Adaptive control is a popular control methodology for various applications due to its unique ability to accommodate system parametric and structural uncertainties caused by payload variations, component failures, and external disturbances [1]. The model reference adaptive control (MRAC) is a well-known adaptive control approach. The controller gains of the MRAC are updated based on the tracking error between the measured outputs of the uncertain system with outputs of the selected reference model such that these gains force the uncertain system to track the reference model adaptively. In many applications, the MRAC performs satisfactorily and achieves asymptotic system performance without excessive reliance on the system models [2]. However, it suffers the lack of robustness properties in the presence of model uncertainty and external disturbances, which result in various instabilities, such as parameter drifts, high-gain instability, instability resulting from fast adaption, and high-frequency instability [3, 4, 5].

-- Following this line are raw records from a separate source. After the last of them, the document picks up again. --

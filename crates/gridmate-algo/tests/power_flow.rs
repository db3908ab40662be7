//! Power flow on the built-in cases

use gridmate_algo::{run_power_flow, solve, Algorithm, PowerFlowOptions};
use gridmate_core::{BusType, GridError, PowerNet, ResultStatus};
use gridmate_io::CaseName;

fn case(name: CaseName) -> PowerNet {
    name.build().expect("case builds")
}

#[test]
fn three_bus_converges_with_defaults() {
    let mut net = case(CaseName::ThreeBus);
    let results = run_power_flow(&mut net, &PowerFlowOptions::default()).unwrap();

    assert!(results.converged);
    assert_eq!(results.algorithm, "nr");
    assert!(results.iterations <= 10);
    assert!(results.max_mismatch_mva < 1e-8);
    assert_eq!(net.result_status(), ResultStatus::Current);

    // Slack and PV setpoints are held
    assert!((results.bus[&0].vm_pu - 1.02).abs() < 1e-9);
    assert!((results.bus[&1].vm_pu - 1.01).abs() < 1e-9);
    assert!(results.bus[&2].vm_pu < 1.01);
}

#[test]
fn three_bus_active_power_balances() {
    let net = case(CaseName::ThreeBus);
    let results = solve(&net, &PowerFlowOptions::default()).unwrap();

    let grid_p: f64 = results.ext_grid.values().map(|e| e.p_mw).sum();
    let gen_p: f64 = results.gen.values().map(|g| g.p_mw).sum();
    let balance = grid_p + gen_p - net.total_load_mw() - results.total_losses_mw();
    assert!(balance.abs() < 1e-6, "imbalance {balance} MW");

    assert!((results.bus[&2].p_mw - 1.5).abs() < 1e-9);
    assert!((results.gen[&0].p_mw - 0.8).abs() < 1e-12);
    assert!(results.line[&1].loading_percent > 0.0);
}

#[test]
fn line_flows_are_consistent_at_both_ends() {
    let net = case(CaseName::ThreeBus);
    let results = solve(&net, &PowerFlowOptions::default()).unwrap();
    let line = results.line[&1];

    // Power delivered at the load end matches the load
    assert!((line.p_to_mw + 1.5).abs() < 1e-6);
    assert!((line.pl_mw - (line.p_from_mw + line.p_to_mw)).abs() < 1e-12);
    assert!(line.pl_mw > 0.0);
    assert_eq!(line.i_ka, line.i_from_ka.max(line.i_to_ka));
}

#[test]
fn sweep_matches_newton_on_radial_feeder() {
    let net = case(CaseName::RadialFeeder);
    let nr = solve(&net, &PowerFlowOptions::default()).unwrap();
    let bfsw = solve(
        &net,
        &PowerFlowOptions::default().with_algorithm(Algorithm::BackwardForwardSweep),
    )
    .unwrap();

    assert!(nr.converged && bfsw.converged);
    assert_eq!(bfsw.algorithm, "bfsw");
    assert_eq!(nr.bus.len(), bfsw.bus.len());
    for (bus, r) in &nr.bus {
        let s = bfsw.bus[bus];
        assert!((r.vm_pu - s.vm_pu).abs() < 1e-4, "bus {bus}: {} vs {}", r.vm_pu, s.vm_pu);
        assert!((r.va_degree - s.va_degree).abs() < 1e-2, "bus {bus}");
    }
}

#[test]
fn trafo_shift_shows_only_with_angles() {
    let net = case(CaseName::RadialFeeder);
    let with = solve(&net, &PowerFlowOptions::default()).unwrap();
    let without = solve(&net, &PowerFlowOptions::default().with_voltage_angles(false)).unwrap();

    assert!(with.bus[&1].va_degree < -140.0);
    assert!(without.bus[&1].va_degree.abs() < 5.0);
    assert!((with.bus[&4].vm_pu - without.bus[&4].vm_pu).abs() < 1e-6);
    assert!(with.trafo[&0].loading_percent > 0.0);
}

#[test]
fn sweep_rejects_meshed_network() {
    let net = case(CaseName::MeshedRing);
    let err = solve(
        &net,
        &PowerFlowOptions::default().with_algorithm(Algorithm::BackwardForwardSweep),
    )
    .unwrap_err();
    assert!(matches!(err, GridError::Solver(_)));

    // Newton-Raphson handles the ring, fused bus included
    let results = solve(&net, &PowerFlowOptions::default()).unwrap();
    assert!(results.converged);
    assert_eq!(results.bus[&2].vm_pu, results.bus[&5].vm_pu);
}

#[test]
fn iteration_cap_reports_not_converged_and_clears_results() {
    let mut net = case(CaseName::ThreeBus);
    run_power_flow(&mut net, &PowerFlowOptions::default()).unwrap();
    assert_eq!(net.result_status(), ResultStatus::Current);

    let tight = PowerFlowOptions::default()
        .with_max_iteration(1)
        .with_tolerance(1e-12);
    let results = run_power_flow(&mut net, &tight).unwrap();
    assert!(!results.converged);
    assert_eq!(results.iterations, 1);
    assert_eq!(net.result_status(), ResultStatus::Absent);
}

#[test]
fn structural_edit_makes_results_stale() {
    let mut net = case(CaseName::ThreeBus);
    run_power_flow(&mut net, &PowerFlowOptions::default()).unwrap();
    net.create_bus("extra", 20.0, BusType::Node, None).unwrap();
    assert_eq!(net.result_status(), ResultStatus::Stale);
    assert!(net.results().is_some());
}

#[test]
fn solver_errors_leave_results_untouched() {
    let mut net = case(CaseName::MeshedRing);
    run_power_flow(&mut net, &PowerFlowOptions::default()).unwrap();
    let before = net.results().cloned();

    let bfsw = PowerFlowOptions::default().with_algorithm(Algorithm::BackwardForwardSweep);
    assert!(run_power_flow(&mut net, &bfsw).is_err());
    assert_eq!(net.results().cloned(), before);
}

#[test]
fn empty_network_has_no_slack() {
    let net = PowerNet::default();
    let err = solve(&net, &PowerFlowOptions::default()).unwrap_err();
    assert!(err.to_string().contains("external grid"));
}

For improving the robustness and transient performance and avoiding high-frequency instability in the presence of uncertainties and external disturbances, a significant research effort has been carried out by modifying the adaptive laws of the MRAC and its architecture [6]. First, to improve the robustness, many researchers have proposed various robust MRAC (we referred to as R-MRAC) schemes by modifying the adaptive laws of the MRAC. The R-MRAC using fixed modification [5] achieves the desired robustness and performance without explicit knowledge of plant dynamics and bounds of the external disturbances. The modified MRAC achieves the boundedness of the closed-loop signals; however, the asymptotic convergence of the tracking error in the absence of the disturbances is not achievable. Apart from this, the MRAC and the R-MRAC using modification schemes can create high-frequency oscillations in control responses when the fast adaption using the high adaptive gains is enabled; thus, it leads to process instability. Additionally, the fixed modification can create a steady-state error and often may lead to a bursting phenomenon [5]. Yucelen and Haddad have proposed low-frequency learning to the MRAC to avoid high-frequency oscillation in control responses in the presence of high adaptive gains [2]. In their work, it was implemented to a nonlinear uncertain plant dynamic without a disturbance term. The fast adaption is achieved using high-adaptive gains by filtering out the high-frequency content in the control responses. This scheme preserves the ideal property of the MRAC, that is, the asymptotic convergence of the tracking error to zero in the absence of the disturbance term.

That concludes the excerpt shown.